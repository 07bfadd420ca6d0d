//! Fuel consumption records as delivered by ingestion.
//!
//! A [`FuelRecord`] is immutable once ingested; the calculator and the
//! validator only ever borrow it.

use chrono::NaiveDate;
use rust_decimal::Decimal;
use serde::{Deserialize, Serialize};
use tidemark_shared::types::{
    BiofuelFeedstock, BiofuelGeneration, CarbonSource, EFuelProductionMethod, FuelCategory,
    FuelType, RenewableElectricitySource, VoyageId,
};

/// One fuel consumption observation.
#[derive(Debug, Clone, PartialEq, Eq, Serialize, Deserialize)]
pub struct FuelRecord {
    /// Declared fuel type.
    pub fuel_type: FuelType,
    /// Declared regulatory category.
    pub fuel_category: FuelCategory,
    /// Mass consumed, in tonnes.
    pub consumption_tonnes: Decimal,
    /// Day the fuel was consumed.
    pub consumption_date: NaiveDate,
    /// Voyage the consumption belongs to.
    #[serde(default)]
    pub voyage_id: Option<VoyageId>,

    /// Measured density (kg/m³).
    #[serde(default)]
    pub density_kg_m3: Option<Decimal>,
    /// Measured lower calorific value (MJ/kg).
    #[serde(default)]
    pub lower_calorific_value_mj_kg: Option<Decimal>,
    /// Measured sulphur content (% m/m).
    #[serde(default)]
    pub sulphur_content_pct: Option<Decimal>,
    /// Measured carbon content (% m/m).
    #[serde(default)]
    pub carbon_content_pct: Option<Decimal>,
    /// Certified well-to-wake factor (gCO2e/MJ).
    #[serde(default)]
    pub well_to_wake_ghg_gco2e_mj: Option<Decimal>,

    /// Biofuel attributes (also used for the bio share of hybrids).
    #[serde(default)]
    pub biofuel: BiofuelAttributes,
    /// E-fuel provenance.
    #[serde(default)]
    pub efuel: EFuelAttributes,

    /// Production date of the batch.
    #[serde(default)]
    pub production_date: Option<NaiveDate>,
    /// Expiry date of the batch.
    #[serde(default)]
    pub expiry_date: Option<NaiveDate>,

    /// Safety and handling profile.
    #[serde(default)]
    pub handling: HandlingProfile,
    /// Installed efficiency technologies.
    #[serde(default)]
    pub efficiency: EfficiencyTechnologies,
}

impl FuelRecord {
    /// Creates a record with only the mandatory fields set.
    #[must_use]
    pub fn new(
        fuel_type: FuelType,
        fuel_category: FuelCategory,
        consumption_tonnes: Decimal,
        consumption_date: NaiveDate,
    ) -> Self {
        Self {
            fuel_type,
            fuel_category,
            consumption_tonnes,
            consumption_date,
            voyage_id: None,
            density_kg_m3: None,
            lower_calorific_value_mj_kg: None,
            sulphur_content_pct: None,
            carbon_content_pct: None,
            well_to_wake_ghg_gco2e_mj: None,
            biofuel: BiofuelAttributes::default(),
            efuel: EFuelAttributes::default(),
            production_date: None,
            expiry_date: None,
            handling: HandlingProfile::default(),
            efficiency: EfficiencyTechnologies::default(),
        }
    }

    /// Reporting year of the consumption.
    #[must_use]
    pub fn period_year(&self) -> i32 {
        chrono::Datelike::year(&self.consumption_date)
    }
}

/// Biofuel-specific attributes.
#[derive(Debug, Clone, Default, PartialEq, Eq, Serialize, Deserialize)]
pub struct BiofuelAttributes {
    /// Feedstock the fuel was produced from.
    #[serde(default)]
    pub feedstock: Option<BiofuelFeedstock>,
    /// Bio share of the blend, in percent.
    #[serde(default)]
    pub blend_ratio_pct: Option<Decimal>,
    /// Technology generation.
    #[serde(default)]
    pub generation: Option<BiofuelGeneration>,
    /// Sustainability certificate reference.
    #[serde(default)]
    pub sustainability_certificate: Option<String>,
    /// Whether the batch is certified under EU RED II.
    #[serde(default)]
    pub eu_red_ii_compliant: bool,
}

/// E-fuel provenance.
#[derive(Debug, Clone, Default, PartialEq, Eq, Serialize, Deserialize)]
pub struct EFuelAttributes {
    /// Synthesis pathway.
    #[serde(default)]
    pub production_method: Option<EFuelProductionMethod>,
    /// Electricity feeding the plant.
    #[serde(default)]
    pub renewable_electricity_source: Option<RenewableElectricitySource>,
    /// Origin of bound carbon.
    #[serde(default)]
    pub carbon_source: Option<CarbonSource>,
    /// Guarantee-of-origin certificate reference.
    #[serde(default)]
    pub certificate_of_origin: Option<String>,
}

/// Hazard rating used for toxicity and corrosiveness.
#[derive(Debug, Clone, Copy, PartialEq, Eq, Serialize, Deserialize)]
#[serde(rename_all = "SCREAMING_SNAKE_CASE")]
pub enum HazardLevel {
    /// Low hazard.
    Low,
    /// Medium hazard.
    Medium,
    /// High hazard.
    High,
    /// Very high hazard.
    VeryHigh,
}

impl HazardLevel {
    /// High or very high.
    #[must_use]
    pub const fn is_high(self) -> bool {
        matches!(self, Self::High | Self::VeryHigh)
    }
}

/// Safety and handling profile of a fuel batch.
#[derive(Debug, Clone, Default, PartialEq, Eq, Serialize, Deserialize)]
pub struct HandlingProfile {
    /// Toxicity rating.
    #[serde(default)]
    pub toxicity_level: Option<HazardLevel>,
    /// Corrosiveness rating.
    #[serde(default)]
    pub corrosiveness_rating: Option<HazardLevel>,
    /// Crew handling requirements.
    #[serde(default)]
    pub handling_requirements: Vec<String>,
    /// Bunker tank storage requirements.
    #[serde(default)]
    pub storage_requirements: Vec<String>,
    /// Whether the engine needs a retrofit to burn this fuel.
    #[serde(default)]
    pub retrofit_required: bool,
    /// Retrofit approval certificate.
    #[serde(default)]
    pub retrofit_certificate: Option<String>,
}

/// Efficiency technologies installed on the vessel.
#[derive(Debug, Clone, Default, PartialEq, Eq, Serialize, Deserialize)]
pub struct EfficiencyTechnologies {
    /// Mewis duct fitted.
    #[serde(default)]
    pub mewis_duct_installed: bool,
    /// Mewis duct gain, in percent.
    #[serde(default)]
    pub mewis_duct_efficiency_gain_pct: Option<Decimal>,
    /// Wind-assisted propulsion fitted.
    #[serde(default)]
    pub wind_turbines_installed: bool,
    /// Wind-assisted propulsion gain, in percent.
    #[serde(default)]
    pub wind_turbines_efficiency_gain_pct: Option<Decimal>,
    /// Gain from any other technologies, in percent.
    #[serde(default)]
    pub other_efficiency_gain_pct: Option<Decimal>,
    /// Onshore power supply used during the observation.
    #[serde(default)]
    pub shore_power: Option<ShorePowerConnection>,
}

/// Onshore power supply connection.
#[derive(Debug, Clone, PartialEq, Eq, Serialize, Deserialize)]
pub struct ShorePowerConnection {
    /// Hours connected.
    pub connection_hours: Decimal,
    /// Average draw (kW).
    #[serde(default)]
    pub power_consumption_kw: Option<Decimal>,
    /// Grid emission factor (gCO2e/kWh).
    #[serde(default)]
    pub grid_emissions_factor_gco2e_kwh: Option<Decimal>,
}

#[cfg(test)]
mod tests {
    use super::*;
    use rust_decimal_macros::dec;

    #[test]
    fn test_minimal_record_deserializes() {
        let json = r#"{
            "fuel_type": "HVO",
            "fuel_category": "BIOFUEL",
            "consumption_tonnes": "120",
            "consumption_date": "2025-03-14",
            "biofuel": { "feedstock": "WASTE_COOKING_OIL", "blend_ratio_pct": "100" }
        }"#;
        let record: FuelRecord = serde_json::from_str(json).unwrap();

        assert_eq!(record.fuel_type, FuelType::Hvo);
        assert_eq!(record.consumption_tonnes, dec!(120));
        assert_eq!(record.biofuel.feedstock, Some(BiofuelFeedstock::WasteCookingOil));
        assert!(!record.biofuel.eu_red_ii_compliant);
        assert!(record.efficiency.shore_power.is_none());
        assert_eq!(record.period_year(), 2025);
    }

    #[test]
    fn test_missing_fuel_type_is_rejected() {
        let json = r#"{
            "fuel_category": "FOSSIL",
            "consumption_tonnes": "10",
            "consumption_date": "2025-03-14"
        }"#;
        assert!(serde_json::from_str::<FuelRecord>(json).is_err());
    }

    #[test]
    fn test_hazard_levels() {
        assert!(HazardLevel::VeryHigh.is_high());
        assert!(HazardLevel::High.is_high());
        assert!(!HazardLevel::Medium.is_high());
    }
}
______
EXERCISE BRIEF: What lines in the entries above include the string "struct"? Return each one.

RESULT OF THIS TASK:
pub struct FuelRecord {
pub struct BiofuelAttributes {
pub struct EFuelAttributes {
pub struct HandlingProfile {
pub struct EfficiencyTechnologies {
pub struct ShorePowerConnection {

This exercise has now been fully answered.